長期修繕計画と大規模修繕工事の基礎講座 5

■長期修繕計画における修繕積立金の算定方法

 修繕積立金の額の設定方法は、原則として長期修繕計画における計画期間の推定修繕工事費の累計額を、計画期間(月数)で除し、各住戸の負担割合(一般的には専有面積割合)を乗じて、月当たり戸当たりの修繕積立金の額を算定します。

 ちなみに、国土交通省の「マンションの修繕積立金に関するガイドライン(令和3年9月改訂)」では、修繕積立金の目安に係る計算式が例示されています。既存マンションも対象になることを想定して、すでに積み立てられた修繕積立金の残高や、専用使用料などの修繕積立金以外からの収入も加算して、目安となる額を算出する計算式に変更さています。

 

■修繕積立金の目安

 同ガイドラインでは長期修繕計画作成ガイドラインに概ね沿って実際に作成された長期修繕計画の366事例の収集・分析から、「修繕積立金の額の目安」(「平均値」と「事例の大部分が収まるような幅(事例の3分の2が包含される幅)」として、修繕積立金の目安となる専有面積(㎡)あたりの月額単価が示されています。

 マンションに機械式駐車場がある場合は、その修繕に多額の費用を要するため、修繕積立金の額への影響度合いが大きいとの観点から、機械式駐車場に係る修繕積立金を特殊要因として別に加算することも提案されています。

 ただし、修繕積立金の額が同ガイドラインで提案されている幅に収まっていないからといって、その水準が直ちに適切ではないと判断されるものではありません。

 修繕積立金の適正額は、各々のマンションの規模や形態、外装や防水の仕様、備わっている設備、経過年数などにより異なるため、一律に決めることは困難です。

 同ガイドラインに示されている修繕積立金の額はあくまでも目安となる参考値であり、マンション個々の実情に沿った長期修繕計画を作成して検討することが必要となります。

出典:国土交通省「マンションの修繕積立金に関するガイドライン」

■長期修繕計画の検討体制

 国土交通省のマンション標準管理規約では、長期修繕計画と修繕積立金の額の変更は、総会議決事項とされています。

 長期修繕計画や修繕積立金の検討は、管理組合が主体となり取り組むことが必要ですが、発意をしてからその内容の検討とまとめに数年を要することも少なくありませんし、専門的な知識や経験も必要となります。
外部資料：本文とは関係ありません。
use std::path::PathBuf;
use std::time::Duration;

use chrono::{FixedOffset, Offset, Utc};

use crate::engine::EngineSettings;
use crate::model::{HOUR_MS, Ms};

#[derive(Debug, PartialEq, Eq)]
pub enum ConfigError {
    Invalid { var: &'static str, value: String },
}

impl std::fmt::Display for ConfigError {
    fn fmt(&self, f: &mut std::fmt::Formatter<'_>) -> std::fmt::Result {
        match self {
            ConfigError::Invalid { var, value } => write!(f, "invalid value for {var}: {value:?}"),
        }
    }
}

impl std::error::Error for ConfigError {}

/// Daemon configuration, read from `TUTORBOOK_*` environment variables.
#[derive(Debug, Clone)]
pub struct Config {
    pub data_dir: PathBuf,
    pub metrics_port: Option<u16>,
    pub utc_offset: FixedOffset,
    pub negotiation_ttl_hours: u32,
    pub lock_ttl: Duration,
    pub sweep_interval: Duration,
    pub activation_window: Duration,
    pub compact_threshold: u64,
}

impl Default for Config {
    fn default() -> Self {
        Self {
            data_dir: PathBuf::from("./data"),
            metrics_port: None,
            utc_offset: Utc.fix(),
            negotiation_ttl_hours: 168,
            lock_ttl: Duration::from_secs(60),
            sweep_interval: Duration::from_secs(30),
            activation_window: Duration::from_secs(5 * 60),
            compact_threshold: 1000,
        }
    }
}

fn parse<T: std::str::FromStr>(
    lookup: &impl Fn(&str) -> Option<String>,
    var: &'static str,
) -> Result<Option<T>, ConfigError> {
    match lookup(var) {
        None => Ok(None),
        Some(raw) => raw
            .trim()
            .parse()
            .map(Some)
            .map_err(|_| ConfigError::Invalid { var, value: raw }),
    }
}

impl Config {
    pub fn from_env() -> Result<Self, ConfigError> {
        Self::from_lookup(|var| std::env::var(var).ok())
    }

    /// Build from any key lookup; unset keys fall back to defaults.
    pub fn from_lookup(lookup: impl Fn(&str) -> Option<String>) -> Result<Self, ConfigError> {
        let defaults = Self::default();

        let data_dir = lookup("TUTORBOOK_DATA_DIR")
            .map(PathBuf::from)
            .unwrap_or(defaults.data_dir);
        let metrics_port = parse::<u16>(&lookup, "TUTORBOOK_METRICS_PORT")?;

        let utc_offset = match parse::<i32>(&lookup, "TUTORBOOK_UTC_OFFSET_MINUTES")? {
            None => defaults.utc_offset,
            Some(minutes) => FixedOffset::east_opt(minutes * 60).ok_or(ConfigError::Invalid {
                var: "TUTORBOOK_UTC_OFFSET_MINUTES",
                value: minutes.to_string(),
            })?,
        };

        let negotiation_ttl_hours = parse(&lookup, "TUTORBOOK_NEGOTIATION_TTL_HOURS")?
            .unwrap_or(defaults.negotiation_ttl_hours);
        let lock_ttl = parse(&lookup, "TUTORBOOK_LOCK_TTL_SECS")?
            .map(Duration::from_secs)
            .unwrap_or(defaults.lock_ttl);
        let sweep_interval = parse(&lookup, "TUTORBOOK_SWEEP_INTERVAL_SECS")?
            .map(Duration::from_secs)
            .unwrap_or(defaults.sweep_interval);
        let activation_window = parse::<u64>(&lookup, "TUTORBOOK_ACTIVATION_WINDOW_MINS")?
            .map(|m| Duration::from_secs(m * 60))
            .unwrap_or(defaults.activation_window);
        let compact_threshold = parse(&lookup, "TUTORBOOK_COMPACT_THRESHOLD")?
            .unwrap_or(defaults.compact_threshold);

        if lock_ttl.is_zero() {
            return Err(ConfigError::Invalid {
                var: "TUTORBOOK_LOCK_TTL_SECS",
                value: "0".into(),
            });
        }
        if sweep_interval.is_zero() {
            return Err(ConfigError::Invalid {
                var: "TUTORBOOK_SWEEP_INTERVAL_SECS",
                value: "0".into(),
            });
        }

        Ok(Self {
            data_dir,
            metrics_port,
            utc_offset,
            negotiation_ttl_hours,
            lock_ttl,
            sweep_interval,
            activation_window,
            compact_threshold,
        })
    }

    pub fn wal_path(&self) -> PathBuf {
        self.data_dir.join("tutorbook.wal")
    }

    pub fn engine_settings(&self) -> EngineSettings {
        EngineSettings {
            reference_offset: self.utc_offset,
            negotiation_ttl_ms: self.negotiation_ttl_hours as Ms * HOUR_MS,
            lock_ttl_ms: self.lock_ttl.as_millis() as Ms,
        }
    }
}
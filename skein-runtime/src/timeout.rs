//! Timeout Enforcement
//!
//! Timeouts race an effect against an interruptible sleep:
//! - When the sleep wins, the effect's fiber is interrupted and awaited
//! - When the effect wins, the sleep is interrupted and its timer cancelled
//!
//! Either way both fibers have finished before the caller continues. An
//! effect that is uninterruptible is allowed to run to completion, so the
//! timeout only takes effect at its next interruptible boundary.
//!
//! # Example
//!
//! ```rust,ignore
//! use skein_runtime::Effect;
//! use std::time::Duration;
//!
//! let slow = Effect::<bool, String>::succeed(true).delay(Duration::from_secs(5));
//! let timed = slow.timeout(Duration::from_millis(10)); // Effect<Option<bool>, String>
//! ```

use std::time::{Duration, Instant};

use crate::cause::{Cause, Failure};
use crate::effect::Effect;

/// Roughly thirty years.
const FAR_FUTURE: Duration = Duration::from_secs(86_400 * 365 * 30);

/// A deadline represents an absolute point in time by which an operation
/// must complete.
///
/// Unlike a `Duration`, a `Deadline` shared by several steps does not
/// restart for each of them.
#[derive(Debug, Clone, Copy, PartialEq, Eq, PartialOrd, Ord)]
pub struct Deadline {
    instant: Instant,
}

impl Deadline {
    /// Create a deadline at a specific instant.
    pub fn at(instant: Instant) -> Self {
        Self { instant }
    }

    /// Create a deadline that expires after a duration from now.
    ///
    /// Durations past the representable range are clamped to the far
    /// future.
    pub fn after(duration: Duration) -> Self {
        let now = Instant::now();
        let instant = now
            .checked_add(duration)
            .or_else(|| now.checked_add(FAR_FUTURE))
            .unwrap_or(now);
        Self { instant }
    }

    /// Get the underlying instant.
    pub fn instant(&self) -> Instant {
        self.instant
    }

    /// Check if the deadline has passed.
    pub fn is_expired(&self) -> bool {
        Instant::now() >= self.instant
    }

    /// Get the time remaining until the deadline.
    ///
    /// Returns `Duration::ZERO` if the deadline has already passed.
    pub fn remaining(&self) -> Duration {
        self.instant.saturating_duration_since(Instant::now())
    }
}

impl From<Instant> for Deadline {
    fn from(instant: Instant) -> Self {
        Self::at(instant)
    }
}

impl From<Duration> for Deadline {
    fn from(duration: Duration) -> Self {
        Self::after(duration)
    }
}

impl<A: Send + 'static, E: Failure> Effect<A, E> {
    /// Run with a time limit. Produces `None` if the limit passes first.
    pub fn timeout(self, duration: Duration) -> Effect<Option<A>, E>
    where
        A: Clone,
    {
        let timer = Effect::<(), E>::sleep(duration)
            .interruptible()
            .as_value(None);
        self.map(Some).race(timer)
    }

    /// Run until `deadline`. Produces `None` if it passes first.
    ///
    /// The remaining time is measured when the effect starts.
    pub fn timeout_at(self, deadline: Deadline) -> Effect<Option<A>, E>
    where
        A: Clone,
    {
        Effect::suspend(move || self.timeout(deadline.remaining()))
    }

    /// Run with a time limit, failing with `error` if it passes first.
    pub fn timeout_fail(self, error: E, duration: Duration) -> Effect<A, E>
    where
        A: Clone,
    {
        self.timeout_fail_cause(Cause::fail(error), duration)
    }

    /// Run with a time limit, failing with `cause` if it passes first.
    pub fn timeout_fail_cause(self, cause: Cause<E>, duration: Duration) -> Effect<A, E>
    where
        A: Clone,
    {
        self.timeout(duration).flat_map(move |value| match value {
            Some(a) => Effect::succeed(a),
            None => Effect::fail_cause(cause),
        })
    }
}

impl<E: Failure> Effect<(), E> {
    /// Suspend the fiber until `deadline`. Returns at once if it has passed.
    pub fn sleep_until(deadline: Deadline) -> Self {
        Effect::suspend(move || Effect::sleep(deadline.remaining()))
    }
}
 1年あるいは2年程度で交代することの多い理事会だけでその検討をおこなうのは限界もありますので、理事会の諮問機関として継続性のある専門委員会を設けて、経験や知識のある区分所有者の参加を求めることが望まれます。

 また、必要に応じて適切なアドバイスをしてくれる専門家を選んで、長期修繕計画の具体的な見直し業務を委託するなど、技術的な支援を受けることも必要と考えられます。